For each line in the data below that has the word "serde", copy that line.
+++ Available data +++
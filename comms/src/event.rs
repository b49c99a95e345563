use std::collections::BTreeMap;

use serde::{Deserialize, Serialize};

use crate::card::Card;

/// The full, ordered list of participants after a change
#[derive(Debug, Clone, PartialEq, Serialize, Deserialize)]
pub struct ParticipantsUpdatedEvent {
    /// Participant names in the order they joined
    pub participants: Vec<String>,
}

/// The full vote mapping after a change
#[derive(Debug, Clone, PartialEq, Serialize, Deserialize)]
pub struct VotesUpdatedEvent {
    /// Participant name to the card they picked
    pub votes: BTreeMap<String, Card>,
}

/// Why the server declined to apply a command
#[derive(Debug, Clone, Copy, PartialEq, Eq, Serialize, Deserialize)]
#[serde(rename_all = "snake_case")]
pub enum RejectionReason {
    EmptyName,
    NameTaken,
    InvalidCard,
    UnknownParticipant,
    NotJoined,
}

/// A command sent by this connection was not applied
#[derive(Debug, Clone, PartialEq, Serialize, Deserialize)]
pub struct IntentRejectedEvent {
    /// Machine readable cause
    pub reason: RejectionReason,
    /// Human readable explanation
    pub message: String,
}

#[derive(Debug, Clone, PartialEq, Serialize, Deserialize)]
#[serde(tag = "event", rename_all = "kebab-case")]
/// Events that can be sent to the client
/// Updates are broadcasted to every connection, rejections are only sent to the connection that caused them
pub enum Event {
    ParticipantsUpdated(ParticipantsUpdatedEvent),
    VotesUpdated(VotesUpdatedEvent),
    IntentRejected(IntentRejectedEvent),
}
+++
Problem solution:
use serde::{Deserialize, Serialize};
#[serde(rename_all = "snake_case")]
#[serde(tag = "event", rename_all = "kebab-case")]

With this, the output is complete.